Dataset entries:
----
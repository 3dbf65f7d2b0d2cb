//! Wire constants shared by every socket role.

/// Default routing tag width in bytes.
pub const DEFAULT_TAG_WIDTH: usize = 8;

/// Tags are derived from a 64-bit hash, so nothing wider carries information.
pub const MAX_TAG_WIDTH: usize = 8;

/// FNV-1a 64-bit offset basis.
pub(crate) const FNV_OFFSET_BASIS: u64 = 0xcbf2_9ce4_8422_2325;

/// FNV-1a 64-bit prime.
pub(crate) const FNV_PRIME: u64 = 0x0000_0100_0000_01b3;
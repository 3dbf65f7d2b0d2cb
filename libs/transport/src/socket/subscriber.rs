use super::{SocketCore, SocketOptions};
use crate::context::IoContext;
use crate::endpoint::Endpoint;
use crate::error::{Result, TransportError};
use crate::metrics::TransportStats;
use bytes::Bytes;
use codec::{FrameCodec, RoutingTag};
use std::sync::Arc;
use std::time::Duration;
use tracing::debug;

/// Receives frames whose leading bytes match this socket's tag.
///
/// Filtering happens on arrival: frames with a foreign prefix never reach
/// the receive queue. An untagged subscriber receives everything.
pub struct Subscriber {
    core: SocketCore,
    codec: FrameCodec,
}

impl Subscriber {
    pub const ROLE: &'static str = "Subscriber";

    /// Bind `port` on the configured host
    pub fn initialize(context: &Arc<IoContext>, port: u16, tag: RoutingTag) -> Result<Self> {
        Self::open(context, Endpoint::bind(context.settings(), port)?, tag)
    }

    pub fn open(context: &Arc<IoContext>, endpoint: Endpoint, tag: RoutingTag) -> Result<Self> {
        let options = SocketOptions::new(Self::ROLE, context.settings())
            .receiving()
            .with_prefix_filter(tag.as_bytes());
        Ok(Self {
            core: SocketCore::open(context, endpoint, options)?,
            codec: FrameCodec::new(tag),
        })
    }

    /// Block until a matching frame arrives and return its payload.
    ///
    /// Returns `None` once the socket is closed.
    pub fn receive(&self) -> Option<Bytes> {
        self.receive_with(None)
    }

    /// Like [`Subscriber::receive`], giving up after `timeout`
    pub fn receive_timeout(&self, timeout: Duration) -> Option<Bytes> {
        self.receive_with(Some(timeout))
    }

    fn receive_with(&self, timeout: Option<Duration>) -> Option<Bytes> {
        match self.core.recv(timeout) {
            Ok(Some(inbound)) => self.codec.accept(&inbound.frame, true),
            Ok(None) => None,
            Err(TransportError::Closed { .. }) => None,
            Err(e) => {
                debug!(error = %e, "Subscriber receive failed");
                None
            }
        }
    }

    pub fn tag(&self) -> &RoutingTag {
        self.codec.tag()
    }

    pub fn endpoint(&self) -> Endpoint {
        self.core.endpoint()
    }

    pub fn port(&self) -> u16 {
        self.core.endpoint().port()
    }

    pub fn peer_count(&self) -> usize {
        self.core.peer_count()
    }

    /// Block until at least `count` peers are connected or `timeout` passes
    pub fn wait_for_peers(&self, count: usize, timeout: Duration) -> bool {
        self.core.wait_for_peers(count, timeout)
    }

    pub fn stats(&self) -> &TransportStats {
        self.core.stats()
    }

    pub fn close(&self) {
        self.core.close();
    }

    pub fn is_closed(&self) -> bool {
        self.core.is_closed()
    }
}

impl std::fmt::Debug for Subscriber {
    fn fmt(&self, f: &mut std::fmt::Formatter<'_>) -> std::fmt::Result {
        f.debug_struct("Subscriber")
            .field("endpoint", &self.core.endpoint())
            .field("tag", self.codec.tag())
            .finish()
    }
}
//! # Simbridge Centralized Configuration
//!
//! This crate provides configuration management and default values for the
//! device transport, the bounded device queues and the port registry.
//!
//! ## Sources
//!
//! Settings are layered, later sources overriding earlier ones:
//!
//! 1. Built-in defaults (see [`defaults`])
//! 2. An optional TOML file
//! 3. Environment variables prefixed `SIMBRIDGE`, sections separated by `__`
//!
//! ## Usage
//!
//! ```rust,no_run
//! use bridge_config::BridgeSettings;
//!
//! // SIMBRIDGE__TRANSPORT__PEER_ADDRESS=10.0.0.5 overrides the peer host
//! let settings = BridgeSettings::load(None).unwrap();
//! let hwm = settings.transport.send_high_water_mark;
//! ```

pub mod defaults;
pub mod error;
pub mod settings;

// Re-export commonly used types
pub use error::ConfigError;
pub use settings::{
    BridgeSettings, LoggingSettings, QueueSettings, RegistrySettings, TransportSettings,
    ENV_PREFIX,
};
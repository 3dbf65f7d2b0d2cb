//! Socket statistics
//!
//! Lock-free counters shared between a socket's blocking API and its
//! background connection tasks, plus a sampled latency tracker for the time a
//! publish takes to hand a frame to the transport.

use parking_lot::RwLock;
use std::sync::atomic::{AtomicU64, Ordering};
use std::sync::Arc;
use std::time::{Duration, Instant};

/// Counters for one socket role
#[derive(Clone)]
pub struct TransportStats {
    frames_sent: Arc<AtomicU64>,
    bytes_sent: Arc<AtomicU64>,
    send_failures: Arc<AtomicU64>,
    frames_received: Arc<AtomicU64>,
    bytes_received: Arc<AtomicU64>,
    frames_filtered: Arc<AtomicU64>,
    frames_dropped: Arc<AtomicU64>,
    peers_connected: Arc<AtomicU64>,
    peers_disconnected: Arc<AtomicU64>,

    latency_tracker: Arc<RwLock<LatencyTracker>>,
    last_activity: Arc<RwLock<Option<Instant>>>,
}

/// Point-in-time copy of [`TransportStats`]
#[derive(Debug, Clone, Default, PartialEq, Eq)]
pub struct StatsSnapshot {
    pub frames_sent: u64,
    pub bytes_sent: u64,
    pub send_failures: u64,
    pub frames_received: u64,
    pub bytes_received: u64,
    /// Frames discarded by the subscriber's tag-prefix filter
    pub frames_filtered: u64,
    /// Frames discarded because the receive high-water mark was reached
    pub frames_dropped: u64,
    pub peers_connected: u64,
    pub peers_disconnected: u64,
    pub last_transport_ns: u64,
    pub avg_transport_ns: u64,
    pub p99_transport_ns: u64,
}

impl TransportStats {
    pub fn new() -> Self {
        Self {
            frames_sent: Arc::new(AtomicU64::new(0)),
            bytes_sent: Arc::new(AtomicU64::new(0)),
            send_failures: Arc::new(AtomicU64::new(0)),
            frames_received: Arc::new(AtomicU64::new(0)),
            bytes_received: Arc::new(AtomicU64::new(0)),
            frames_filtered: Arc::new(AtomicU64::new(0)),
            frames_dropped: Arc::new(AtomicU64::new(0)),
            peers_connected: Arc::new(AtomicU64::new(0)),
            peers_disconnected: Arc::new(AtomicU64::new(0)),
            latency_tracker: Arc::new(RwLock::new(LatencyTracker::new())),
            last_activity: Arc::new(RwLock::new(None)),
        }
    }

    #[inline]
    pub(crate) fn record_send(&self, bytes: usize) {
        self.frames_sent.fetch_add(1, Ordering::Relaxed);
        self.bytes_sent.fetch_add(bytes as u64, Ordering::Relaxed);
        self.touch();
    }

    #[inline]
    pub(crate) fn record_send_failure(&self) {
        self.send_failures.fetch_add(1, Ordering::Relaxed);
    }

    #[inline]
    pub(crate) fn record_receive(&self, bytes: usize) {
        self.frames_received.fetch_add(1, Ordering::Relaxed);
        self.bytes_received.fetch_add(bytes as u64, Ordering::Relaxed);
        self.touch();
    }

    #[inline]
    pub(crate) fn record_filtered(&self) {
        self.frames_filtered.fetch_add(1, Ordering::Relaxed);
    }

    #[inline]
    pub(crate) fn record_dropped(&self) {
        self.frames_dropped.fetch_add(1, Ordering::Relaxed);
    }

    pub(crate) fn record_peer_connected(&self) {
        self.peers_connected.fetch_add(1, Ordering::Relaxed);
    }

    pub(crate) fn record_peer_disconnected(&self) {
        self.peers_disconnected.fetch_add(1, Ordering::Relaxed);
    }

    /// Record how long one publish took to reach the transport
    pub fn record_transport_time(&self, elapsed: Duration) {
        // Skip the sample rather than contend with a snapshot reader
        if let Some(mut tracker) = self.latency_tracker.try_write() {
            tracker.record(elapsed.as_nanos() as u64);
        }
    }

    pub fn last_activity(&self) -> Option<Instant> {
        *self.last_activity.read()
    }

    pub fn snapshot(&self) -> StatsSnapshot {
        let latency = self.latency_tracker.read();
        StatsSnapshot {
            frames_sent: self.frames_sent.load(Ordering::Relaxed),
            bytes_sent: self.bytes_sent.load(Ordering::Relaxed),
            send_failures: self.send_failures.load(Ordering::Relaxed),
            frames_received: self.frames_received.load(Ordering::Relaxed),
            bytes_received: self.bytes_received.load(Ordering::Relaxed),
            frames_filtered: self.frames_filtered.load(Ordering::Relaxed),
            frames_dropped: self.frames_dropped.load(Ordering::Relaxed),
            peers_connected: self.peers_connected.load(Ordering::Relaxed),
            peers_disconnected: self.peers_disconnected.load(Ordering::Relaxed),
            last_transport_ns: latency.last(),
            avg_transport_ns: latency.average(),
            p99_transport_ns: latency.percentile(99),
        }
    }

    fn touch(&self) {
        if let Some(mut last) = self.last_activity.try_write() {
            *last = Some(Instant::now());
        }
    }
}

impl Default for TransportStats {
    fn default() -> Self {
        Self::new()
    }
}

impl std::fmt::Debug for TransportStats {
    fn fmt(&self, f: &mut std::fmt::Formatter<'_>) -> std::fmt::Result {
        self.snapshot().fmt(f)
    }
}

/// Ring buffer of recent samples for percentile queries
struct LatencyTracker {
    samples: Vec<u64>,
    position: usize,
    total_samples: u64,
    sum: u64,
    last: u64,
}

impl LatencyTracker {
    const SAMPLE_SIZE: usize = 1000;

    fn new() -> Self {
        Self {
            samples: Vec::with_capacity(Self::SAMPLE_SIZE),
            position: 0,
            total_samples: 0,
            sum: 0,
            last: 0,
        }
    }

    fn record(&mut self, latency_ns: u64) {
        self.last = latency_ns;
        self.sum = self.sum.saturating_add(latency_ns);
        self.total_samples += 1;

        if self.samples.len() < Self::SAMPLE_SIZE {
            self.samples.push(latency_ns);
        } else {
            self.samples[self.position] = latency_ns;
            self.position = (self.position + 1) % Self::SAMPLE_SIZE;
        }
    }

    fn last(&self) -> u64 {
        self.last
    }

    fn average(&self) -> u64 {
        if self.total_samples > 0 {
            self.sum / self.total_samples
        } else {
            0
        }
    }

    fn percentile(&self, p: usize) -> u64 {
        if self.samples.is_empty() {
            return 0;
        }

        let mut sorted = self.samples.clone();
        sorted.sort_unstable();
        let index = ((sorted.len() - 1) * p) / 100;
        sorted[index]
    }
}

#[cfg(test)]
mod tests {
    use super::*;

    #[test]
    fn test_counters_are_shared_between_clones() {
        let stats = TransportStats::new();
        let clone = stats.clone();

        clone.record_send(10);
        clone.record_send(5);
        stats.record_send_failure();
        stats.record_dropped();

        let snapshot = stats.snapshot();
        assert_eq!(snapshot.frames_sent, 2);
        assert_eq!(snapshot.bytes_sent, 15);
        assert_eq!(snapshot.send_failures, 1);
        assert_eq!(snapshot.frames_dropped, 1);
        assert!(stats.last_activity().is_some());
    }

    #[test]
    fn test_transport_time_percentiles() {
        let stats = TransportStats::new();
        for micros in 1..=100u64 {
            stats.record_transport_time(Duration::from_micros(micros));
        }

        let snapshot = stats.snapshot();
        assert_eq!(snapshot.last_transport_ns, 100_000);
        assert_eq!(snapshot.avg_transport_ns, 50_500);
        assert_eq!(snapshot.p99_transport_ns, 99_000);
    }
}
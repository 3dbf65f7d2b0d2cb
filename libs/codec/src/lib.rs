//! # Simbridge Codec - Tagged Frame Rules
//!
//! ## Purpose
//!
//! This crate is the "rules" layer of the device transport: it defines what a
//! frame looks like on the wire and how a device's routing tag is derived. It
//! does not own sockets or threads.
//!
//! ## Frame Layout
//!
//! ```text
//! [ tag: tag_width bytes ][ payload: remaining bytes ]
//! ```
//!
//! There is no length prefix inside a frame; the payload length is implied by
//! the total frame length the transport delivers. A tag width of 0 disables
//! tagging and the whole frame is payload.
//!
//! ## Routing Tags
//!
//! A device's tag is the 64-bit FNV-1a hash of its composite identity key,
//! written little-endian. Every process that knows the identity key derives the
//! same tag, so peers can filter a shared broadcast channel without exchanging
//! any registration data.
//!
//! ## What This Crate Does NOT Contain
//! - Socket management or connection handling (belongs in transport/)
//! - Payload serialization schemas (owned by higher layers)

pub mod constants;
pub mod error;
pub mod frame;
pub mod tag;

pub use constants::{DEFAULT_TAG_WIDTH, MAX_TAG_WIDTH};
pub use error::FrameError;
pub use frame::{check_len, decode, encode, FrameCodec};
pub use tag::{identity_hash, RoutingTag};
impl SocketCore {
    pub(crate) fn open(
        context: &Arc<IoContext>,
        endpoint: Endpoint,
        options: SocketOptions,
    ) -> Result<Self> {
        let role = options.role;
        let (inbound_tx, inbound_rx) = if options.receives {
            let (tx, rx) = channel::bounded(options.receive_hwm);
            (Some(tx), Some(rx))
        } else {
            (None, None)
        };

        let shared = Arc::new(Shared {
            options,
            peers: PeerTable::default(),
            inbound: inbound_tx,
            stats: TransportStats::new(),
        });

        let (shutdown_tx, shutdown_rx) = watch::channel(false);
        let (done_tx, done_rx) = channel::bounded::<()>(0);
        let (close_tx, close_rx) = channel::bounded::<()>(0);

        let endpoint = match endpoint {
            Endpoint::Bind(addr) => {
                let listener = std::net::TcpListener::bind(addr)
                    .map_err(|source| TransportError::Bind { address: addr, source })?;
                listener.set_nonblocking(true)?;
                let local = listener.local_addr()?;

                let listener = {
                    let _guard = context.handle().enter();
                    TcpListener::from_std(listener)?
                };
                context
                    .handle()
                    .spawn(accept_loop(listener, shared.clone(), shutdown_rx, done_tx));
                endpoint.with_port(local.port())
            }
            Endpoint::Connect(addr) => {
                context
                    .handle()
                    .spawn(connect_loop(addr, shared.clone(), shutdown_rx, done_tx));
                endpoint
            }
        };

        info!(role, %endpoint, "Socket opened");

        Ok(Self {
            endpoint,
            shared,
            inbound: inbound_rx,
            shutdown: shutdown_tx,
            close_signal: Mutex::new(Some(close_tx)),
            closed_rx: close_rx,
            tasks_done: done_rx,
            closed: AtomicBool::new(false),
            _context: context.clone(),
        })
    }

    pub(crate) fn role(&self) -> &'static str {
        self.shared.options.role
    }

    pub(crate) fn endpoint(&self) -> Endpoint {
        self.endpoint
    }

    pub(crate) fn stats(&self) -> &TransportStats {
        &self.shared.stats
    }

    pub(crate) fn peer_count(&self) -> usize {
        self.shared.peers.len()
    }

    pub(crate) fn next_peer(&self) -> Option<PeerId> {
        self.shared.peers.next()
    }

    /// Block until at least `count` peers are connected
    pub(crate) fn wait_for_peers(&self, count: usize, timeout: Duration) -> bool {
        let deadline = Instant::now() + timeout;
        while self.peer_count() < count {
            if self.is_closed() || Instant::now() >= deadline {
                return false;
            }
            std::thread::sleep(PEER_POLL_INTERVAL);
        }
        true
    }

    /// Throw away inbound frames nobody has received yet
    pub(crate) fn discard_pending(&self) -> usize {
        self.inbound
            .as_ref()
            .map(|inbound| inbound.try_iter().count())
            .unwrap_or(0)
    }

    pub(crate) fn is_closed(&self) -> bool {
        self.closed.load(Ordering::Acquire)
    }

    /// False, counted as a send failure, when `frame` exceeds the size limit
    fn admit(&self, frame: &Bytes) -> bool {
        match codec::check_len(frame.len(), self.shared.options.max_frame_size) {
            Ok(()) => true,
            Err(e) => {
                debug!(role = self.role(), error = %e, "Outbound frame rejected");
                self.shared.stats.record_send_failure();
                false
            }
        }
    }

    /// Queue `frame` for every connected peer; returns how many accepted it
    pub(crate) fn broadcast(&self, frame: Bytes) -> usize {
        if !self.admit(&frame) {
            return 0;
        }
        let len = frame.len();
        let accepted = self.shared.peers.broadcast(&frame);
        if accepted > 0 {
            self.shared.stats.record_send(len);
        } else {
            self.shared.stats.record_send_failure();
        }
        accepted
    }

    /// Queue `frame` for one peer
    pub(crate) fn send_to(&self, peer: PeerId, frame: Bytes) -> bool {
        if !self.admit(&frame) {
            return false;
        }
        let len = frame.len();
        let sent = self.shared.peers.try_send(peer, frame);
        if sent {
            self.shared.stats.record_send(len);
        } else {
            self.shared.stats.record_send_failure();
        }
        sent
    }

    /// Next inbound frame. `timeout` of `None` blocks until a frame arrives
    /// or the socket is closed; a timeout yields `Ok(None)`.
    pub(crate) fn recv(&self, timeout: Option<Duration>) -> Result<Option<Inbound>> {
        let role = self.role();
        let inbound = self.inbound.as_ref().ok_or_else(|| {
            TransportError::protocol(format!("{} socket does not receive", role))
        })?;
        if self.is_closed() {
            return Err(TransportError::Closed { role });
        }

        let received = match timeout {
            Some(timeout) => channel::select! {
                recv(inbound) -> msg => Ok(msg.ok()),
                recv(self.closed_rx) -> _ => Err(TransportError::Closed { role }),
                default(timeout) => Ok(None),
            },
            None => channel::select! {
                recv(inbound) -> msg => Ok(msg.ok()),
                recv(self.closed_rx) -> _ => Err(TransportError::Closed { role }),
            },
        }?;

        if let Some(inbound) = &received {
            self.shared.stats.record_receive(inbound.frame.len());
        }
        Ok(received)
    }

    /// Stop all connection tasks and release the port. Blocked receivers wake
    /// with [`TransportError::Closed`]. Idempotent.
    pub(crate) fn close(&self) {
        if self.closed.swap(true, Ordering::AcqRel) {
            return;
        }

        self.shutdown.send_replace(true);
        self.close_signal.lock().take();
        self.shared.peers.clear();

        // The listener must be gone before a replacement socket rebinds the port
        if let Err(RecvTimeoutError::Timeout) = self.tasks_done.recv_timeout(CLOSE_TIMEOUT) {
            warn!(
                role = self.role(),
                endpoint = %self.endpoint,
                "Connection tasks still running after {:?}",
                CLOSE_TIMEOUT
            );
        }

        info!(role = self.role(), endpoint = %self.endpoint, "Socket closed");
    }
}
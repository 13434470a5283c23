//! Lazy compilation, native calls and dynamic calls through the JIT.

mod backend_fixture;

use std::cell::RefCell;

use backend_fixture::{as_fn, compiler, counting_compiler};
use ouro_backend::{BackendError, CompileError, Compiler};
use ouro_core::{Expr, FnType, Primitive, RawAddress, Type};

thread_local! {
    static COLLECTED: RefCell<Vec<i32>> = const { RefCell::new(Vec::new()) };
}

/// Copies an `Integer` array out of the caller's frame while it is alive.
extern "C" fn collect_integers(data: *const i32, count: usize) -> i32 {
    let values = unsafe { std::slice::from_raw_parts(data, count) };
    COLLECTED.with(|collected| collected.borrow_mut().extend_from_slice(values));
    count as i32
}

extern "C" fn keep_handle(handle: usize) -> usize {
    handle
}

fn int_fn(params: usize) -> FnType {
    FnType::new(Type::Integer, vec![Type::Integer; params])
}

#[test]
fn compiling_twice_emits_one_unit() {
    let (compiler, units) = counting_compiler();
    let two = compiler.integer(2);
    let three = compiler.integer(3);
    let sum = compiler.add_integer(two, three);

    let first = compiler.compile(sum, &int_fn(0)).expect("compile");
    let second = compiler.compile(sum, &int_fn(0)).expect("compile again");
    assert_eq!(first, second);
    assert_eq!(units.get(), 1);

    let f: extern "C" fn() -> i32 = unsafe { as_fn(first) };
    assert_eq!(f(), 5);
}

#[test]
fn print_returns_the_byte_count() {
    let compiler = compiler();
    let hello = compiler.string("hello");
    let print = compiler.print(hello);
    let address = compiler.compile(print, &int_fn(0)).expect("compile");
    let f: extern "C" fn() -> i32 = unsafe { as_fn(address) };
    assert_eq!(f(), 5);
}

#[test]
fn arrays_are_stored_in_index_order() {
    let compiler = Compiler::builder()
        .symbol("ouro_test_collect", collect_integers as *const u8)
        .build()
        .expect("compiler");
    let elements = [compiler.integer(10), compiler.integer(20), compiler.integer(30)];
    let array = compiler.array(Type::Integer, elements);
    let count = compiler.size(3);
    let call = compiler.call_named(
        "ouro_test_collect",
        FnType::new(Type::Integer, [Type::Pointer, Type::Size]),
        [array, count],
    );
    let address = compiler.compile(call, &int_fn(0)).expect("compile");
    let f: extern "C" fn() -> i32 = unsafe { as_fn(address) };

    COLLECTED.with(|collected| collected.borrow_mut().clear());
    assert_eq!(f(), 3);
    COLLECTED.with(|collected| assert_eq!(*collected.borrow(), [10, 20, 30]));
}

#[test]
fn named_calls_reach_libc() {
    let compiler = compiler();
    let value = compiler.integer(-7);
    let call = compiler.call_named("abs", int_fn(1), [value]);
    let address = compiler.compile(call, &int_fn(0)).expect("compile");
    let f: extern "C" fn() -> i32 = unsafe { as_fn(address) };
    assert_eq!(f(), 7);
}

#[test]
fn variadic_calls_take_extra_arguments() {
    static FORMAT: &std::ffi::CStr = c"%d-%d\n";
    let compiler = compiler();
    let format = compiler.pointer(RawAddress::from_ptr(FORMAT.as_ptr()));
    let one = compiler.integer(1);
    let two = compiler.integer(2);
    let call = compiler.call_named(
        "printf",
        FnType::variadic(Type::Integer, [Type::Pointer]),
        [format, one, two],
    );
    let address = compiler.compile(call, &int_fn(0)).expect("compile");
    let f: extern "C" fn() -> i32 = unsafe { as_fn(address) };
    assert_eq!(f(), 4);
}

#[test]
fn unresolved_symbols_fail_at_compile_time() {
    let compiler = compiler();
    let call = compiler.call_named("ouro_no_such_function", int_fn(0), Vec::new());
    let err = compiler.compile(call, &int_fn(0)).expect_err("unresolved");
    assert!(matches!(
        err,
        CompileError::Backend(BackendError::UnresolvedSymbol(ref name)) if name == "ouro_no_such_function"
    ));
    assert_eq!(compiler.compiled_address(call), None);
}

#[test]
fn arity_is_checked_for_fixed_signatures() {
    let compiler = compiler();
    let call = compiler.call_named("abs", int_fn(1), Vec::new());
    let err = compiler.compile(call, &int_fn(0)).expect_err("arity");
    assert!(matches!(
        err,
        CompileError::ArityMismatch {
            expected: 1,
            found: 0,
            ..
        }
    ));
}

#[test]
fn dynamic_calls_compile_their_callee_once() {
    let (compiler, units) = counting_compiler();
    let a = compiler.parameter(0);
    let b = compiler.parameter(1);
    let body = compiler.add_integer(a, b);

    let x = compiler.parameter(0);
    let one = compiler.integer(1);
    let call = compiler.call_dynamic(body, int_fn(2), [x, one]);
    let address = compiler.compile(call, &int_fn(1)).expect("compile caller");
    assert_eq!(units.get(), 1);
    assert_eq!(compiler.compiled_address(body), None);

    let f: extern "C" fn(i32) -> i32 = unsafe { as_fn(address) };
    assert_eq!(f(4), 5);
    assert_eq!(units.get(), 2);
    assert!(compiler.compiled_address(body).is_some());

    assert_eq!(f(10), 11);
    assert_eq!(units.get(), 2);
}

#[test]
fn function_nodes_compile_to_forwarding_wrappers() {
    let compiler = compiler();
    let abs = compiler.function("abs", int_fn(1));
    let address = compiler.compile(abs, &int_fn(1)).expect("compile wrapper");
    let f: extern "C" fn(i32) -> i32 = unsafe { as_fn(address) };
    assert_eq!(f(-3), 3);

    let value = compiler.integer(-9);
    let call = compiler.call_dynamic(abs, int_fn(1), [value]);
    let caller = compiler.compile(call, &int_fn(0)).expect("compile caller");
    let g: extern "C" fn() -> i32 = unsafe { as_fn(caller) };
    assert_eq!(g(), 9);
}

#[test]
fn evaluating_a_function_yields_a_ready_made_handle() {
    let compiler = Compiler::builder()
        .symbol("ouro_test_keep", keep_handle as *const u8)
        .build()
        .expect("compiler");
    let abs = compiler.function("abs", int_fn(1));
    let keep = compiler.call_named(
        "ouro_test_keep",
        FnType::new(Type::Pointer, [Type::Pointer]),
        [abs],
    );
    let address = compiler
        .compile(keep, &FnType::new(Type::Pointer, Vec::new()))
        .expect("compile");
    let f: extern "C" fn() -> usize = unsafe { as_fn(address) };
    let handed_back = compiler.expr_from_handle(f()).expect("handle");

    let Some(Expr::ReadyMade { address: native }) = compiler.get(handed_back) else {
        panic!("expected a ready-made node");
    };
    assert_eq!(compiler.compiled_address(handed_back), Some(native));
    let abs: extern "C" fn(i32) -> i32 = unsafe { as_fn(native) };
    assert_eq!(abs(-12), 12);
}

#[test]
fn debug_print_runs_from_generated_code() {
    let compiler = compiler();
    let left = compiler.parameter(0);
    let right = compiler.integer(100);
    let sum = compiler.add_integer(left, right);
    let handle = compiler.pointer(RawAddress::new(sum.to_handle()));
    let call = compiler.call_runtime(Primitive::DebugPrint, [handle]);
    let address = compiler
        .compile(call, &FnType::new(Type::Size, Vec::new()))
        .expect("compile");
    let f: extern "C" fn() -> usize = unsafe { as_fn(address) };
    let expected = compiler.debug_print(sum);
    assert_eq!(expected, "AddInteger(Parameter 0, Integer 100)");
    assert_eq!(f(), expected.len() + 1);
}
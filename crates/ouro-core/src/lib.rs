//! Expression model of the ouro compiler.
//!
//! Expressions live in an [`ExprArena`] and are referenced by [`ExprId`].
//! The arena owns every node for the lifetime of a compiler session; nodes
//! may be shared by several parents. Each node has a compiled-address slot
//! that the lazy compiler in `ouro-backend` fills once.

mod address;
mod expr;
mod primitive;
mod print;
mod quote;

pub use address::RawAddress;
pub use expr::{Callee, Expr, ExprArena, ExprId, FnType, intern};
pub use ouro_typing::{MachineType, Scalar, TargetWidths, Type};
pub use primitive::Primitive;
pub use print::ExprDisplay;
----
Required work:
All lines in the records above that contain "libs" are to be reported.

Response to this task:
filename libs/transport/src/socket/subscriber.rs
filename libs/codec/src/lib.rs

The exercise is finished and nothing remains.